Column: Amstelveense Nieuwe

Hij is er weer! En als groot liefhebber word ik daar heel erg blij van. De nieuwe haring, de Hollandse Nieuwe, de maatjesharing of welke naam je er ook aan wilt geven is er weer! Hoe die smaakt? Dat vind ik altijd lastig te omschrijven. Ik hoor altijd aparte en bijzondere omschrijvingen als het om haring gaat; frisrood bij de graad, romig wit, lekker vet en beter dan vorig jaar. Maar alleen proef ik die verschillen nooit. Ik vind een haring wel lekker of ik vind een haring niet lekker. En in 99% van de gevallen, kies ik voor die eerste categorie. Zo kies ik trouwens meestal als het om eten gaat. Daarom vond mijn vrouw dat ik maar weer eens op blind date moest met onze dieet-goeroe. Maar het bijzonder prettige toeval wil nu, dat ik van mijn dieet-goeroe gewoon haring mag eten. En dus is de cirkel rond en ben ik dat zelf nu een heel klein beetje minder.
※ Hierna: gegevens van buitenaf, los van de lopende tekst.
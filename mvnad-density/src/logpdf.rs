//! The multivariate Gaussian log-density kernel.
//!
//! For observation `j` with residual `r = X[:, j] − mu[:, j mod q]` and a
//! factored matrix `L·Lᵗ`:
//!
//! - covariance (`is_prec = false`): `Σ = L·Lᵗ`, solve `L·w = r`,
//!   `log p = −½·k·log 2π − ½·log det Σ − ½·wᵗw`;
//! - precision (`is_prec = true`): `Λ = L·Lᵗ`, `z = Lᵗ·r`,
//!   `log p = −½·k·log 2π + ½·log det Λ − ½·zᵗz`.
//!
//! Log-determinants are always `2·Σ log Lⱼⱼ`.

use mvnad::{is_finite, Error, Result, Scalar};

use crate::linalg::{CholeskyFactor, DenseCholesky, SparseCholesky};
use crate::matrix::{DenseMatrix, SparseSymmetric};

/// `½·log 2π`.
const HALF_LN_2PI: f64 = 0.918_938_533_204_672_8;

/// Log-density of every column of `x`.
///
/// `mu` is `k × 1` (shared mean) or `k × N` (one mean per observation).
///
/// # Errors
///
/// [`Error::DimensionMismatch`] when `x`, `mu` and the factor disagree on
/// `k` or `mu` has neither 1 nor N columns; then
/// [`Error::NonFiniteInput`] for the first NaN/±∞ in `x`, then in `mu`.
pub fn mvn_logpdf<T, C>(x: &DenseMatrix<T>, mu: &DenseMatrix<T>, factor: &C, is_prec: bool) -> Result<Vec<T>>
where
    T: Scalar,
    C: CholeskyFactor<T> + ?Sized,
{
    let mut out = vec![T::lit(0.0); x.ncols()];
    mvn_logpdf_into(x, mu, factor, is_prec, &mut out)?;
    Ok(out)
}

/// Like [`mvn_logpdf`] but writes into `out` (length N).
pub fn mvn_logpdf_into<T, C>(
    x: &DenseMatrix<T>,
    mu: &DenseMatrix<T>,
    factor: &C,
    is_prec: bool,
    out: &mut [T],
) -> Result<()>
where
    T: Scalar,
    C: CholeskyFactor<T> + ?Sized,
{
    check_inputs(x, mu, factor.dim())?;
    if out.len() != x.ncols() {
        return Err(Error::DimensionMismatch {
            what: "output length",
            expected: x.ncols(),
            found: out.len(),
        });
    }

    let kernel = Kernel::new(factor, x.nrows(), is_prec);
    for (j, o) in out.iter_mut().enumerate() {
        *o = kernel.eval(x.col(j), mean_col(mu, j));
    }
    Ok(())
}

/// Factor a dense matrix, then evaluate [`mvn_logpdf`].
pub fn dense_mvn_logpdf<T: Scalar>(
    x: &DenseMatrix<T>,
    mu: &DenseMatrix<T>,
    g: &DenseMatrix<T>,
    is_prec: bool,
) -> Result<Vec<T>> {
    check_square(g.nrows(), g.ncols(), x.nrows())?;
    check_inputs(x, mu, g.nrows())?;
    let factor = DenseCholesky::factor(g)?;
    mvn_logpdf(x, mu, &factor, is_prec)
}

/// Factor a sparse matrix (minimum-degree ordering), then evaluate
/// [`mvn_logpdf`].
pub fn sparse_mvn_logpdf<T: Scalar>(
    x: &DenseMatrix<T>,
    mu: &DenseMatrix<T>,
    s: &SparseSymmetric<T>,
    is_prec: bool,
) -> Result<Vec<T>> {
    check_square(s.dim(), s.dim(), x.nrows())?;
    check_inputs(x, mu, s.dim())?;
    let factor = SparseCholesky::factor(s)?;
    mvn_logpdf(x, mu, &factor, is_prec)
}

/// [`mvn_logpdf`] with observations evaluated concurrently.
///
/// Restricted to plain floats: a recording is tied to the thread that opened it.
#[cfg(feature = "parallel")]
pub fn mvn_logpdf_par<F, C>(x: &DenseMatrix<F>, mu: &DenseMatrix<F>, factor: &C, is_prec: bool) -> Result<Vec<F>>
where
    F: mvnad::Float,
    C: CholeskyFactor<F> + Sync + ?Sized,
{
    use rayon::prelude::*;

    check_inputs(x, mu, factor.dim())?;
    let kernel = Kernel::new(factor, x.nrows(), is_prec);
    Ok((0..x.ncols())
        .into_par_iter()
        .map(|j| kernel.eval(x.col(j), mean_col(mu, j)))
        .collect())
}

/// The per-observation computation with the observation-independent terms
/// hoisted.
struct Kernel<'a, T, C: ?Sized> {
    factor: &'a C,
    is_prec: bool,
    /// `−½·k·log 2π ± Σ log Lⱼⱼ`.
    constant: T,
}

impl<'a, T: Scalar, C: CholeskyFactor<T> + ?Sized> Kernel<'a, T, C> {
    fn new(factor: &'a C, k: usize, is_prec: bool) -> Self {
        let norm = T::lit(-(k as f64) * HALF_LN_2PI);
        let half_log_det = factor.sum_log_diag();
        let constant = if is_prec {
            norm + half_log_det
        } else {
            norm - half_log_det
        };
        Kernel {
            factor,
            is_prec,
            constant,
        }
    }

    fn eval(&self, x: &[T], mu: &[T]) -> T {
        let r: Vec<T> = x.iter().zip(mu).map(|(&xi, &mi)| xi - mi).collect();
        let v = if self.is_prec {
            self.factor.mul_lower_transpose(&r)
        } else {
            self.factor.solve_lower(&r)
        };
        let mut quad = T::lit(0.0);
        for vi in v {
            quad += vi * vi;
        }
        self.constant - T::lit(0.5) * quad
    }
}

#[inline]
fn mean_col<T: Copy>(mu: &DenseMatrix<T>, j: usize) -> &[T] {
    if mu.ncols() == 1 {
        mu.col(0)
    } else {
        mu.col(j)
    }
}

pub(crate) fn check_square(nrows: usize, ncols: usize, k: usize) -> Result<()> {
    if nrows != ncols {
        return Err(Error::DimensionMismatch {
            what: "covariance columns",
            expected: nrows,
            found: ncols,
        });
    }
    if nrows != k {
        return Err(Error::DimensionMismatch {
            what: "covariance dimension",
            expected: k,
            found: nrows,
        });
    }
    Ok(())
}

/// Shapes first, then finiteness of `x`, then of `mu`.
pub(crate) fn check_inputs<T: Scalar>(x: &DenseMatrix<T>, mu: &DenseMatrix<T>, k: usize) -> Result<()> {
    let n = x.ncols();
    if x.nrows() != k {
        return Err(Error::DimensionMismatch {
            what: "observation rows",
            expected: k,
            found: x.nrows(),
        });
    }
    if mu.nrows() != k {
        return Err(Error::DimensionMismatch {
            what: "mean rows",
            expected: k,
            found: mu.nrows(),
        });
    }
    if mu.ncols() != 1 && mu.ncols() != n {
        return Err(Error::DimensionMismatch {
            what: "mean columns",
            expected: n,
            found: mu.ncols(),
        });
    }
    if let Some(index) = x.as_slice().iter().position(|v| !is_finite(v)) {
        return Err(Error::NonFiniteInput {
            what: "observations",
            index,
        });
    }
    if let Some(index) = mu.as_slice().iter().position(|v| !is_finite(v)) {
        return Err(Error::NonFiniteInput { what: "mean", index });
    }
    Ok(())
}
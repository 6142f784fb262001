use approx::assert_relative_eq;
use mvnad::{is_finite, log_mvgamma, record, Active, Dual, Error, Float, OpCode, Scalar};

#[test]
fn polygamma_reference_values() {
    assert_relative_eq!(1.0_f64.polygamma(0), -0.577_215_664_901_533, max_relative = 1e-13);
    assert_relative_eq!(1.0_f64.polygamma(1), 1.644_934_066_848_23, max_relative = 1e-13);
    assert_relative_eq!(1.0_f64.polygamma(2), -2.404_113_806_319_19, max_relative = 1e-13);
    assert_relative_eq!(0.5_f64.polygamma(0), -1.963_510_026_021_42, max_relative = 1e-13);
    assert_relative_eq!(2.5_f64.polygamma(0), 0.703_156_640_645_243, max_relative = 1e-13);
    assert_relative_eq!(2.5_f64.polygamma(1), 0.490_357_756_100_235, max_relative = 1e-13);
    assert_relative_eq!(2.5_f64.polygamma(2), -0.236_204_051_641_727, max_relative = 1e-13);
    assert_relative_eq!(2.5_f32.polygamma(0), 0.703_156_6, max_relative = 1e-6);
}

#[test]
fn polygamma_poles_and_infinities() {
    assert_eq!(0.0_f64.polygamma(1), f64::INFINITY);
    assert!((-2.0_f64).polygamma(0).is_nan());
    assert_eq!(f64::INFINITY.polygamma(0), f64::INFINITY);
    assert_eq!(f64::INFINITY.polygamma(1), 0.0);
    assert!(f64::NAN.polygamma(2).is_nan());
}

#[test]
fn polygamma_at_negative_arguments() {
    assert_relative_eq!((-0.5_f64).polygamma(0), 0.036_489_973_978_576_5, max_relative = 1e-12);
    assert_relative_eq!((-2.3_f64).polygamma(0), 3.317_323_157_561_82, max_relative = 1e-12);
    assert_relative_eq!((-2.3_f64).polygamma(1), 14.725_912_160_961_3, max_relative = 1e-12);
    assert_relative_eq!((-2.3_f64).polygamma(2), 68.713_792_529_270_3, max_relative = 1e-11);
    assert_relative_eq!((-7.25_f64).polygamma(1), 19.610_354_539_293_3, max_relative = 1e-12);
}

#[test]
fn polygamma_far_below_zero_reflects_instead_of_recursing() {
    // Half-integers: cot(πx) = 0 and sin²(πx) = 1.
    let x = -1.0e12 - 0.5;
    let mirror = 1.0e12 + 1.5;
    assert_relative_eq!(x.polygamma(0), mirror.polygamma(0), max_relative = 1e-14);
    assert_relative_eq!(x.polygamma(0), 27.631_021_115_930, max_relative = 1e-12);
    let pi2 = std::f64::consts::PI * std::f64::consts::PI;
    assert_relative_eq!(x.polygamma(1), pi2 - mirror.polygamma(1), max_relative = 1e-14);
    assert!(x.polygamma(2).abs() < 1e-14);

    let (tape, _) = record(|v| v[0].lgamma(), &[x]).unwrap();
    let g = tape.gradient(&[x], 0).unwrap();
    let h = tape.hessian(&[x], 0).unwrap();
    assert_relative_eq!(g[0], x.polygamma(0), max_relative = 1e-14);
    assert_relative_eq!(h[0][0], x.polygamma(1), max_relative = 1e-14);
}

#[test]
fn lgamma_on_plain_floats() {
    assert_relative_eq!(2.5_f64.lgamma(), 0.284_682_870_472_919, max_relative = 1e-13);
    assert_relative_eq!(0.3_f64.lgamma(), 1.095_797_994_818_08, max_relative = 1e-13);
    assert_eq!(0.0_f64.lgamma(), f64::INFINITY);
}

#[test]
fn dual_lgamma_carries_digamma() {
    let d = Dual::variable(2.5_f64).lgamma();
    assert_relative_eq!(d.re, 0.284_682_870_472_919, max_relative = 1e-13);
    assert_relative_eq!(d.eps, 0.703_156_640_645_243, max_relative = 1e-13);
}

#[test]
fn log_mvgamma_of_order_one_is_lgamma() {
    for v in [0.3, 1.0, 2.5, 7.25] {
        assert_relative_eq!(log_mvgamma(v, 1), v.lgamma(), max_relative = 1e-15);
    }
}

#[test]
fn log_mvgamma_of_order_two() {
    // ½·ln π + lgamma(3) + lgamma(2.5)
    let expected = 0.572_364_942_924_700_1 + std::f64::consts::LN_2 + 0.284_682_870_472_919;
    assert_relative_eq!(log_mvgamma(3.0_f64, 2), expected, max_relative = 1e-13);
}

#[test]
fn log_mvgamma_records_and_differentiates() {
    let (tape, value) = record(|x| log_mvgamma(x[0], 2), &[3.0]).unwrap();
    assert_relative_eq!(value, log_mvgamma(3.0, 2), max_relative = 1e-15);
    let g = tape.gradient(&[3.0], 0).unwrap();
    assert_relative_eq!(g[0], 3.0_f64.polygamma(0) + 2.5_f64.polygamma(0), max_relative = 1e-13);
}

#[test]
fn log_mvgamma_pole_fails_validation() {
    let (tape, value) = record(|x| log_mvgamma(x[0], 2), &[0.5_f64]).unwrap();
    assert!(value.is_infinite());
    assert!(matches!(
        tape.validate(),
        Err(Error::NonFiniteIntermediate {
            opcode: OpCode::Lgamma,
            ..
        })
    ));
}

#[test]
fn finiteness_predicate_on_every_backend() {
    for v in [0.0, -3.5, f64::MAX, f64::MIN_POSITIVE] {
        assert!(is_finite(&v));
        assert!(is_finite(&Dual::constant(v)));
        assert!(is_finite(&Active::constant(v)));
    }
    for v in [f64::NAN, f64::INFINITY, f64::NEG_INFINITY] {
        assert!(!is_finite(&v));
        assert!(!is_finite(&Dual::variable(v)));
        assert!(!is_finite(&Active::constant(v)));
    }
    assert!(!is_finite(&f32::NAN));
    assert!(is_finite(&<f32 as Scalar>::lit(1.5)));
}
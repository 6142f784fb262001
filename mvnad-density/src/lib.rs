//! Multivariate Gaussian log-densities and their derivatives with respect to
//! the observations.
//!
//! The kernel is written once against [`mvnad::Scalar`]: it runs on plain
//! floats for direct evaluation and on [`mvnad::Active`] values while a
//! [`mvnad::Recording`] is open, which yields a tape that answers forward,
//! Jacobian and Hessian queries.
//!
//! ```
//! use mvnad_density::{mvn_derivatives, Covariance, DenseMatrix, TapeOptions};
//!
//! let x = DenseMatrix::from_rows(&[vec![1.0, 3.0], vec![2.0, 4.0]])?;
//! let mu = DenseMatrix::from_rows(&[vec![0.1, 0.2], vec![0.3, 0.4]])?;
//! let g = DenseMatrix::from_rows(&[vec![0.5, 0.1], vec![0.1, 2.0]])?;
//!
//! let d = mvn_derivatives(&x, &mu, &Covariance::Dense(g), false, &TapeOptions::default())?;
//! assert_eq!(d.jacobian.len(), 1);
//! assert_eq!(d.hessian.len(), 4);
//! # Ok::<(), mvnad::Error>(())
//! ```

pub mod linalg;
pub mod logpdf;
pub mod matrix;
pub mod pipeline;

pub mod faer_support;

pub use linalg::{CholeskyFactor, CovarianceFactor, DenseCholesky, Ordering, SparseCholesky};
pub use logpdf::{dense_mvn_logpdf, mvn_logpdf, mvn_logpdf_into, sparse_mvn_logpdf};
#[cfg(feature = "parallel")]
pub use logpdf::mvn_logpdf_par;
pub use matrix::{DenseMatrix, SparseSymmetric};
pub use pipeline::{mvn_derivatives, Covariance, MvnDerivatives, MvnTape, OutputMode, TapeOptions};
pub use mvnad::{Error, Result};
In ons mooie dorp zijn er veel plekken waar je een heerlijk harinkje kunt prikken. Noemt het een vishandel, haringkraam of haringstal, alles is goed zolang de haring maar niet uit de supermarkt komt. Dat is echt doodzonde nummer 1 voor de echte haringliefhebber. Ik prik mijn haring het liefst op het Stadshart, in de Westwijk, op het Groenhof of op de Van der Hooplaan. Natuurlijk heb ik zo mijn favoriet als het om vishandels gaat, maar die ga ik u hier niet vertellen. Ik wil uiteraard de vrije marktwerking niet beïnvloeden, maar wil ook een geldig excuus houden om regelmatig die andere vishandels te kunnen blijven bezoeken. Beetje win-win dus.

Van de week stond ik dus weer eens een harinkje te prikken. Overigens zonder het weer toegestane korenwijntje, dat mij wel heel vriendelijk werd aangeboden. Daar was het echt nog iets te vroeg in de ochtend voor. Voor de korenwijn dan, voor haring is het natuurlijk nooit te vroeg. Alleen prikte ik mijn harinkje wel met een plastic vorkje. Zo’n zwart ienie-mienie plastic vorkje dat je bij je patatje-oorlog krijgt. En voor mij is dat dus doodzonde nummer 2 als het om haring gaat. Als u geen haring lust, kan ik me voorstellen dat dit als absolute onzin klinkt. Maar voor de echte haringliefhebber kan een plastic vorkje echt niet. Op het moment dat je de haring in je mond stopt, proeft dat met een plastic vorkje toch anders dan met een houten prikkertje. Echte kwaliteit, ook bij haring, zit hem nou eenmaal in de details. Dus eet ik mijn haring het liefst met een houten prikkertje. Dat er in ons mooie dorp vrijwel geen haring aan de staart wordt gegeten, begrijp ik ook wel. Die visstank is na een half uur grondig schrobben nog niet van je handen af en voordat je het weet, ruikt je hockeystick of golfclub naar Hollandse Nieuwe. Geen goed idee dus die haring aan de staart.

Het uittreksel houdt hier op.